Fig. 5. Representative transmission electron micrographs of MRSA USA300 cells.

a Untreated MRSA USA300 cells. b HG2-treated (3x MIC for 1 h) MRSA USA300 cells. c HG4-treated (3x MIC for 1 h) MRSA USA300 cells. Scale bars are 200 or 500 nm as shown on micrographs.

Fig. 6. Peptide–lipid interaction and insertion measurements.

Interaction of HG2 and HG4 (at 1 µg/mL final concentration) with lipids (either total lipid extracts or pure lipids) was measured using lipid monolayers. a interaction HG2 and HG4 with total MRSA lipid extract. b interaction HG2 and HG4 with total lipid extract from human erythrocytes. c interaction of HG2 with pure lipids and d interaction of HG4 with pure lipids. 1-palmitoyl-2-oleoyl-sn-glycero-3-phospho-(1’-rac-glycerol) (PG), 1-palmitoyl-2-oleoyl-sn-glycero-3-phosphoethanolamine (PE), Cardiolipin (Cardio), Lipoteichoic acid (LTA) from S. aureus, Lipopolysaccharide (LPS) from E. coli and (1-palmitoyl-2-oleoyl-glycero-3-phosphocholine (PC).

Fig. 7. Peptide-induced transcriptional changes in MRSA USA300 cells.

a Principal component plot and b Hierarchical clustering analysis plot in the HG2 treatment group after outlier(s) (HG2_1 and Untreated2_1) removal. c Principal component plot and d Hierarchical clustering analysis plot in the HG4 treatment group after outlier (Untreated_3) removal.

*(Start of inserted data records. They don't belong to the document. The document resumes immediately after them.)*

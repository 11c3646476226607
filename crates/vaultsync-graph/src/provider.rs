//! GraphRemoteDrive - IRemoteDrive implementation for Microsoft Graph API
//!
//! Wraps the [`GraphClient`] and delegates to the delta, upload and items
//! modules to fulfil the [`IRemoteDrive`] port contract.

use anyhow::Result;
use tracing::instrument;

use vaultsync_core::domain::DeltaCursor;
use vaultsync_core::ports::{IRemoteDrive, RemoteItem, RemoteListing};

use crate::client::GraphClient;
use crate::{delta, items, upload};

/// Remote drive backed by the OneDrive application folder
#[derive(Debug, Clone)]
pub struct GraphRemoteDrive {
    client: GraphClient,
}

impl GraphRemoteDrive {
    pub fn new(client: GraphClient) -> Self {
        Self { client }
    }

    /// Returns the underlying client
    pub fn client(&self) -> &GraphClient {
        &self.client
    }
}

#[async_trait::async_trait]
impl IRemoteDrive for GraphRemoteDrive {
    #[instrument(skip(self))]
    async fn full_listing(&self, root: &str) -> Result<RemoteListing> {
        delta::full_listing(&self.client, root).await
    }

    #[instrument(skip_all)]
    async fn incremental_listing(&self, cursor: &DeltaCursor) -> Result<RemoteListing> {
        delta::incremental_listing(&self.client, cursor).await
    }

    async fn latest_cursor(&self) -> Result<DeltaCursor> {
        delta::latest_cursor(&self.client).await
    }

    async fn exists(&self, path: &str) -> Result<bool> {
        Ok(items::get_item_by_path(&self.client, path).await?.is_some())
    }

    #[instrument(skip(self))]
    async fn delete_by_path(&self, path: &str) -> Result<()> {
        items::delete_by_path(&self.client, path).await
    }

    #[instrument(skip(self))]
    async fn create_root_folder(&self, name: &str) -> Result<()> {
        items::create_root_folder(&self.client, name).await
    }

    #[instrument(skip(self))]
    async fn create_folder(&self, path: &str) -> Result<()> {
        items::create_folder(&self.client, path).await
    }

    #[instrument(skip(self, data), fields(bytes = data.len()))]
    async fn upload_small(&self, path: &str, data: Vec<u8>) -> Result<()> {
        upload::upload_small(&self.client, path, data).await
    }

    #[instrument(skip(self, data, progress), fields(bytes = data.len()))]
    async fn upload_large(
        &self,
        path: &str,
        data: Vec<u8>,
        chunk_size: u64,
        progress: Option<&(dyn Fn(u64, u64) + Send + Sync)>,
    ) -> Result<()> {
        upload::upload_large(&self.client, path, &data, chunk_size, progress).await
    }

    #[instrument(skip_all, fields(name = %item.name))]
    async fn download(&self, item: &RemoteItem) -> Result<Vec<u8>> {
        items::download(&self.client, item).await
    }
}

Frequencies of top ten Gene Ontology (GO) terms in the DEGs in samples treated with e HG2 and f HG4. In total, 12 samples were sequenced (six per HG2 treatment group i.e., HG2_1, HG2_2, HG2_3, Unt_1, Unt_2 and Unt_3 and six per HG4 treatment group including HG4_1, HG4_2, HG4_3, Unt_1, Unt_2 and Unt_3). As the HG2 treatment experiment, was performed separately from the HG4 treatment experiment with each group having their own distinct untreated sample groups, the analysis of each treatment group was performed separately.

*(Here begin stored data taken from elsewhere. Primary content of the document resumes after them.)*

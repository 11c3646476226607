//! Microsoft Graph Delta API for change tracking
//!
//! ## Delta Query Flow
//!
//! 1. **Full listing**: [`full_listing`] queries `{approot}:/{root}:/delta`
//!    with no token and returns every item under the root folder
//! 2. **Follow pages**: each page's `@odata.nextLink` is fetched until a page
//!    carries `@odata.deltaLink`
//! 3. **Save cursor**: the delta link (a complete URL) becomes the
//!    [`DeltaCursor`] for the next run
//! 4. **Incremental listing**: [`incremental_listing`] starts from the saved
//!    delta link and returns only the changes since then
//!
//! A listing that runs out of pages without a delta link fails with
//! [`GraphError::MissingDeltaLink`]; the caller keeps its previous cursor.

use anyhow::{Context, Result};
use chrono::{DateTime, Utc};
use reqwest::Method;
use serde::Deserialize;
use tracing::{debug, warn};

use vaultsync_core::domain::DeltaCursor;
use vaultsync_core::ports::{RemoteItem, RemoteListing};

use crate::client::{ensure_success, GraphClient};
use crate::GraphError;

// ============================================================================
// Microsoft Graph API response types (JSON deserialization)
// ============================================================================

/// One page of a delta response
///
/// See: <https://learn.microsoft.com/en-us/graph/api/driveitem-delta>
#[derive(Debug, Deserialize)]
struct GraphDeltaResponse {
    #[serde(default)]
    value: Vec<GraphDriveItem>,

    /// Present when more pages follow
    #[serde(rename = "@odata.nextLink")]
    next_link: Option<String>,

    /// Present only on the last page
    #[serde(rename = "@odata.deltaLink")]
    delta_link: Option<String>,
}

/// A drive item as returned by delta and item endpoints
#[derive(Debug, Deserialize)]
#[serde(rename_all = "camelCase")]
pub(crate) struct GraphDriveItem {
    id: String,

    #[serde(default)]
    name: String,

    size: Option<u64>,

    created_date_time: Option<DateTime<Utc>>,

    last_modified_date_time: Option<DateTime<Utc>>,

    parent_reference: Option<GraphParentReference>,

    /// Present if the item is a folder
    folder: Option<serde_json::Value>,

    /// Present if the item has been deleted
    deleted: Option<serde_json::Value>,

    /// Short-lived pre-authenticated content URL (files only)
    #[serde(rename = "@microsoft.graph.downloadUrl")]
    download_url: Option<String>,
}

#[derive(Debug, Deserialize)]
struct GraphParentReference {
    /// Format: `/drive/root:/Apps/<app>/<root>/sub`
    path: Option<String>,
}

impl From<GraphDriveItem> for RemoteItem {
    fn from(item: GraphDriveItem) -> Self {
        RemoteItem {
            id: item.id,
            name: item.name,
            parent_path: item.parent_reference.and_then(|p| p.path),
            created_at: item.created_date_time,
            modified_at: item.last_modified_date_time,
            size: item.size.unwrap_or(0),
            is_folder: item.folder.is_some(),
            is_deleted: item.deleted.is_some(),
            download_url: item.download_url,
        }
    }
}

// ============================================================================
// Delta query functions
// ============================================================================

/// Lists every item under the root folder `root`, starting with no cursor
pub async fn full_listing(client: &GraphClient, root: &str) -> Result<RemoteListing> {
    let url = client.item_url(root, Some("delta"))?;
    debug!(root, "Starting full delta listing");
    collect_pages(client, url).await
}

/// Lists the changes since `cursor`
pub async fn incremental_listing(
    client: &GraphClient,
    cursor: &DeltaCursor,
) -> Result<RemoteListing> {
    debug!("Starting incremental delta listing");
    collect_pages(client, cursor.as_str().to_string()).await
}

/// Fetches a cursor for "now" without listing anything
///
/// Uses `{approot}/delta?token=latest`.
pub async fn latest_cursor(client: &GraphClient) -> Result<DeltaCursor> {
    let url = client.app_root_url("/delta?token=latest");
    let page = get_delta_page(client, &url).await?;
    let link = page.delta_link.ok_or(GraphError::MissingDeltaLink)?;
    DeltaCursor::new(link).context("Latest delta link was empty")
}

/// Follows `@odata.nextLink` from `url` until a page carries a delta link
async fn collect_pages(client: &GraphClient, mut url: String) -> Result<RemoteListing> {
    let mut items = Vec::new();
    let mut page_count: u32 = 0;

    loop {
        page_count += 1;
        let page = get_delta_page(client, &url).await?;

        debug!(
            page = page_count,
            items = page.value.len(),
            has_next = page.next_link.is_some(),
            "Received delta page"
        );
        items.extend(page.value.into_iter().map(RemoteItem::from));

        if let Some(link) = page.delta_link {
            debug!(
                total_items = items.len(),
                total_pages = page_count,
                "Delta listing complete"
            );
            let cursor = DeltaCursor::new(link).context("Delta link was empty")?;
            return Ok(RemoteListing { items, cursor });
        }

        match page.next_link {
            Some(next) => url = next,
            None => {
                warn!(pages = page_count, "Delta listing ended without a deltaLink");
                return Err(GraphError::MissingDeltaLink.into());
            }
        }
    }
}

async fn get_delta_page(client: &GraphClient, url: &str) -> Result<GraphDeltaResponse> {
    let response = client.execute_with_retry(Method::GET, url, |rb| rb).await?;
    let page = ensure_success(response)
        .await
        .context("Delta request returned error status")?
        .json::<GraphDeltaResponse>()
        .await
        .map_err(|e| GraphError::InvalidResponse(e.to_string()))
        .context("Failed to parse delta response JSON")?;
    Ok(page)
}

Fig. 8. Peptide anti-inflammatory activity in murine macrophages and in vivo efficacy assessment in G. mellonella MRSA infection model.

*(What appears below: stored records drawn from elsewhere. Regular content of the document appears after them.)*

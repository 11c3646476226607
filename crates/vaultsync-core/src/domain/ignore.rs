//! Path-exclusion rules
//!
//! Ignore patterns are regular expressions tested anywhere in a
//! vault-relative path (unanchored search, no precedence). A path matching
//! any rule is excluded from indexing, diffing, uploads, downloads and
//! deletions.
//!
//! ```text
//! pattern  \.git
//! ignored  .git/config, sub/.git/x
//! kept     notes/gitignore.md
//! ```

use regex::Regex;

use super::errors::DomainError;

/// Ordered, compiled set of ignore patterns
#[derive(Debug, Clone, Default)]
pub struct IgnoreRuleSet {
    rules: Vec<Regex>,
}

impl IgnoreRuleSet {
    /// Compile a list of pattern strings
    ///
    /// Blank patterns are skipped.
    ///
    /// # Errors
    /// Returns `DomainError::InvalidPattern` for the first pattern that is
    /// not a valid regular expression
    pub fn compile<S: AsRef<str>>(patterns: &[S]) -> Result<Self, DomainError> {
        let mut rules = Vec::with_capacity(patterns.len());
        for pattern in patterns.iter().map(AsRef::as_ref) {
            if pattern.trim().is_empty() {
                continue;
            }
            rules.push(compile_one(pattern)?);
        }
        Ok(Self { rules })
    }

    /// An empty rule set that ignores nothing
    #[must_use]
    pub fn empty() -> Self {
        Self::default()
    }

    /// True iff any rule matches somewhere in `path`
    #[must_use]
    pub fn is_ignored(&self, path: &str) -> bool {
        self.rules.iter().any(|rule| rule.is_match(path))
    }

    /// Pattern sources, in configuration order
    pub fn patterns(&self) -> impl Iterator<Item = &str> {
        self.rules.iter().map(Regex::as_str)
    }

    #[must_use]
    pub fn len(&self) -> usize {
        self.rules.len()
    }

    #[must_use]
    pub fn is_empty(&self) -> bool {
        self.rules.is_empty()
    }
}

/// Check a single pattern without building a rule set
///
/// # Errors
/// Returns `DomainError::InvalidPattern` if `pattern` does not compile
pub fn validate_pattern(pattern: &str) -> Result<(), DomainError> {
    compile_one(pattern).map(|_| ())
}

/// Check every pattern, returning each failure with its index
///
/// Used to reject a configuration before persisting it.
pub fn validate_patterns<S: AsRef<str>>(patterns: &[S]) -> Vec<(usize, DomainError)> {
    patterns
        .iter()
        .enumerate()
        .filter(|(_, p)| !p.as_ref().trim().is_empty())
        .filter_map(|(i, p)| validate_pattern(p.as_ref()).err().map(|e| (i, e)))
        .collect()
}

/// Drop blank patterns, keeping order
#[must_use]
pub fn sanitize_patterns<S: AsRef<str>>(patterns: &[S]) -> Vec<String> {
    patterns
        .iter()
        .map(|p| p.as_ref().to_string())
        .filter(|p| !p.trim().is_empty())
        .collect()
}

fn compile_one(pattern: &str) -> Result<Regex, DomainError> {
    Regex::new(pattern).map_err(|e| DomainError::InvalidPattern {
        pattern: pattern.to_string(),
        reason: e.to_string(),
    })
}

Inhibitory action of HG2 and HG4 on LPS or LTA-driven inflammation in murine macrophages: eLUCidate™ Raw 264.7 NF-kB reporter cell line was used to measure the inhibitory action of HG2 and HG4 on LPS (a) or LTA (b) -mediated inflammation as explained in the Materials and Methods’ section. Data were plotted using GraphPad® Prism 7 software. Results are expressed as means ± standard deviation. Representative images of toxicity assay of peptides (c)—(i) HG2 and (ii) HG4 in G. mellonella 120 h post-treatment with 3x MIC concentrations. The larvae remained alive and without melanisation. Virulence assay of MRSA USA300 in G. mellonella using a lethal dose inoculum of 10⁶ CFU/per larvae—(iii) 24 h post-infection: some larvae were dead and partial melanisation was observed. (iv). 48 h post-infection: most larvae were dead and complete melanisation was evident. The experiment was done with three experimental replicates, each containing groups of 10 larvae. d Kaplan–Meier survival curves of G. mellonella infected with a lethal dose (LD₅₀) of S. aureus (2.25 × 10⁶ CFU/larvae) and treated with peptides HG2 and HG4 at 1x and 3x MIC concentrations and uninfected larvae treated with peptides in PBS at 3x MIC (placebo showing a 100% larvae survival rate).